Exercise input:
□ □ □ □

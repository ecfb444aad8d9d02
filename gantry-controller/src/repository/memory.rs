//! In-memory backends
//!
//! Used for local development (`GANTRY_STORE=memory`) and tests. All queue
//! decisions go through a single mutex, which makes the claim atomic.

use async_trait::async_trait;
use gantry_core::domain::event::{Event, QueueStatus};
use gantry_core::domain::record::PipelineRecord;
use std::collections::HashMap;
use std::sync::Arc;
use tokio::sync::Mutex;
use uuid::Uuid;

use super::{Clock, EventStore, RecordStore, StoreError, StoreResult, SystemClock};

struct Slot {
    /// Insertion order, breaks `in_time` ties
    seq: u64,
    event: Event,
}

#[derive(Default)]
struct Queue {
    next_seq: u64,
    slots: HashMap<Uuid, Slot>,
}

pub struct MemoryEventStore {
    queue: Mutex<Queue>,
    clock: Arc<dyn Clock>,
}

impl MemoryEventStore {
    pub fn new() -> Self {
        Self::with_clock(Arc::new(SystemClock))
    }

    pub fn with_clock(clock: Arc<dyn Clock>) -> Self {
        Self {
            queue: Mutex::new(Queue::default()),
            clock,
        }
    }
}

impl Default for MemoryEventStore {
    fn default() -> Self {
        Self::new()
    }
}

#[async_trait]
impl EventStore for MemoryEventStore {
    async fn create_event(&self, mut event: Event) -> StoreResult<Event> {
        event.queue_status = QueueStatus::InQueue;
        event.in_time = self.clock.now();

        let mut queue = self.queue.lock().await;
        let seq = queue.next_seq;
        queue.next_seq += 1;
        queue.slots.insert(
            event.id,
            Slot {
                seq,
                event: event.clone(),
            },
        );

        Ok(event)
    }

    async fn get_event(&self, id: Uuid) -> StoreResult<Event> {
        let queue = self.queue.lock().await;
        queue
            .slots
            .get(&id)
            .map(|slot| slot.event.clone())
            .ok_or(StoreError::NotFound(id))
    }

    async fn next_event(&self) -> StoreResult<Option<Event>> {
        let now = self.clock.now();
        let mut queue = self.queue.lock().await;

        let oldest = queue
            .slots
            .values_mut()
            .filter(|slot| slot.event.is_claimable(now))
            .min_by_key(|slot| (slot.event.in_time, slot.seq));

        Ok(oldest.map(|slot| {
            slot.event.claim(now);
            slot.event.clone()
        }))
    }

    async fn update_event(&self, event: &Event) -> StoreResult<()> {
        let mut queue = self.queue.lock().await;
        let slot = queue.slots.get_mut(&event.id).ok_or(StoreError::NotFound(event.id))?;
        slot.event = event.clone();
        Ok(())
    }

    async fn reset_event(&self, id: Uuid) -> StoreResult<Event> {
        let now = self.clock.now();
        let mut queue = self.queue.lock().await;
        let slot = queue.slots.get_mut(&id).ok_or(StoreError::NotFound(id))?;
        slot.event.reset(now);
        Ok(slot.event.clone())
    }

    async fn renew_lease(&self, id: Uuid) -> StoreResult<()> {
        let now = self.clock.now();
        let mut queue = self.queue.lock().await;
        let slot = queue.slots.get_mut(&id).ok_or(StoreError::NotFound(id))?;
        slot.event.claim(now);
        Ok(())
    }

    async fn delete_event(&self, id: Uuid) -> StoreResult<()> {
        let mut queue = self.queue.lock().await;
        queue
            .slots
            .remove(&id)
            .map(|_| ())
            .ok_or(StoreError::NotFound(id))
    }
}

/// Record archive keyed by record id, with the owning project
#[derive(Default)]
pub struct MemoryRecordStore {
    records: Mutex<HashMap<Uuid, (Uuid, PipelineRecord)>>,
}

impl MemoryRecordStore {
    pub fn new() -> Self {
        Self::default()
    }
}

#[async_trait]
impl RecordStore for MemoryRecordStore {
    async fn save_record(&self, project_id: Uuid, record: &PipelineRecord) -> StoreResult<()> {
        self.records
            .lock()
            .await
            .insert(record.id, (project_id, record.clone()));
        Ok(())
    }

    async fn get_record(
        &self,
        project_id: Uuid,
        pipeline_id: Uuid,
        record_id: Uuid,
    ) -> StoreResult<Option<PipelineRecord>> {
        let records = self.records.lock().await;
        Ok(records
            .get(&record_id)
            .filter(|(owner, record)| *owner == project_id && record.pipeline_id == pipeline_id)
            .map(|(_, record)| record.clone()))
    }
}

#[cfg(test)]
pub(crate) mod tests {
    use super::*;
    use chrono::{DateTime, Duration, Utc};
    use gantry_core::domain::event::LEASE_WINDOW_SECS;
    use gantry_core::domain::pipeline::{Pipeline, Project};
    use gantry_core::domain::record::PerformParams;
    use std::collections::HashSet;

    /// Clock that only moves when told to
    pub(crate) struct ManualClock(std::sync::Mutex<DateTime<Utc>>);

    impl ManualClock {
        pub(crate) fn new() -> Arc<Self> {
            Arc::new(Self(std::sync::Mutex::new(Utc::now())))
        }

        pub(crate) fn advance(&self, by: Duration) {
            let mut now = self.0.lock().unwrap();
            *now = *now + by;
        }
    }

    impl Clock for ManualClock {
        fn now(&self) -> DateTime<Utc> {
            *self.0.lock().unwrap()
        }
    }

    pub(crate) fn sample_event() -> Event {
        let pipeline = Pipeline::default();
        let record = gantry_core::domain::record::PipelineRecord::new(
            pipeline.id,
            PerformParams {
                reference: "master".to_string(),
                ..Default::default()
            },
            "manual",
        );
        Event::new(Project::default(), pipeline, record, Utc::now())
    }

    #[tokio::test]
    async fn test_next_event_is_fifo() {
        let clock = ManualClock::new();
        let store = MemoryEventStore::with_clock(clock.clone());

        let mut ids = Vec::new();
        for _ in 0..3 {
            let event = store.create_event(sample_event()).await.unwrap();
            ids.push(event.id);
            clock.advance(Duration::seconds(1));
        }

        for expected in ids {
            let claimed = store.next_event().await.unwrap().unwrap();
            assert_eq!(claimed.id, expected);
            assert_eq!(claimed.queue_status, QueueStatus::OutQueue);
        }
        assert!(store.next_event().await.unwrap().is_none());
    }

    #[tokio::test]
    async fn test_lease_reclaim() {
        let clock = ManualClock::new();
        let store = MemoryEventStore::with_clock(clock.clone());
        let event = store.create_event(sample_event()).await.unwrap();

        let claimed = store.next_event().await.unwrap().unwrap();
        assert_eq!(claimed.id, event.id);

        clock.advance(Duration::seconds(LEASE_WINDOW_SECS - 1));
        assert!(store.next_event().await.unwrap().is_none());

        // Exactly one lease window old is still held
        clock.advance(Duration::seconds(1));
        assert!(store.next_event().await.unwrap().is_none());

        clock.advance(Duration::seconds(1));
        let reclaimed = store.next_event().await.unwrap().unwrap();
        assert_eq!(reclaimed.id, event.id);
    }

    #[tokio::test]
    async fn test_renew_lease_keeps_event_claimed() {
        let clock = ManualClock::new();
        let store = MemoryEventStore::with_clock(clock.clone());
        let event = store.create_event(sample_event()).await.unwrap();
        store.next_event().await.unwrap().unwrap();

        clock.advance(Duration::minutes(2));
        store.renew_lease(event.id).await.unwrap();
        clock.advance(Duration::minutes(2));

        assert!(store.next_event().await.unwrap().is_none());
    }

    #[tokio::test]
    async fn test_concurrent_claims_have_one_winner() {
        let store = Arc::new(MemoryEventStore::new());
        let mut created = HashSet::new();
        for _ in 0..5 {
            created.insert(store.create_event(sample_event()).await.unwrap().id);
        }

        let mut handles = Vec::new();
        for _ in 0..20 {
            let store = store.clone();
            handles.push(tokio::spawn(async move { store.next_event().await.unwrap() }));
        }

        let mut claimed = Vec::new();
        for handle in handles {
            if let Some(event) = handle.await.unwrap() {
                claimed.push(event.id);
            }
        }

        let unique: HashSet<_> = claimed.iter().copied().collect();
        assert_eq!(claimed.len(), 5);
        assert_eq!(unique, created);
    }

    #[tokio::test]
    async fn test_reset_delays_eligibility() {
        let clock = ManualClock::new();
        let store = MemoryEventStore::with_clock(clock.clone());
        let event = store.create_event(sample_event()).await.unwrap();
        store.next_event().await.unwrap().unwrap();

        let reset = store.reset_event(event.id).await.unwrap();
        assert_eq!(reset.retry, 1);
        assert_eq!(reset.queue_status, QueueStatus::InQueue);
        assert!(store.next_event().await.unwrap().is_none());

        clock.advance(Duration::minutes(1));
        assert_eq!(store.next_event().await.unwrap().unwrap().id, event.id);
    }

    #[tokio::test]
    async fn test_missing_event_is_not_found() {
        let store = MemoryEventStore::new();
        let id = Uuid::new_v4();

        assert!(matches!(store.get_event(id).await, Err(StoreError::NotFound(_))));
        assert!(matches!(store.delete_event(id).await, Err(StoreError::NotFound(_))));
        assert!(matches!(store.reset_event(id).await, Err(StoreError::NotFound(_))));
    }

    #[tokio::test]
    async fn test_record_archive_scoped_to_project_and_pipeline() {
        let store = MemoryRecordStore::new();
        let event = sample_event();
        store.save_record(event.project.id, &event.record).await.unwrap();

        let found = store
            .get_record(event.project.id, event.pipeline.id, event.record.id)
            .await
            .unwrap();
        assert_eq!(found.unwrap().id, event.record.id);

        let other_pipeline = store
            .get_record(event.project.id, Uuid::new_v4(), event.record.id)
            .await
            .unwrap();
        assert!(other_pipeline.is_none());

        let other_project = store
            .get_record(Uuid::new_v4(), event.pipeline.id, event.record.id)
            .await
            .unwrap();
        assert!(other_project.is_none());
    }
}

□ □ □ □

Task requirements:
For the records above, state how many lines contain "reclaimed", and nothing more.

Answer to this exercise:
2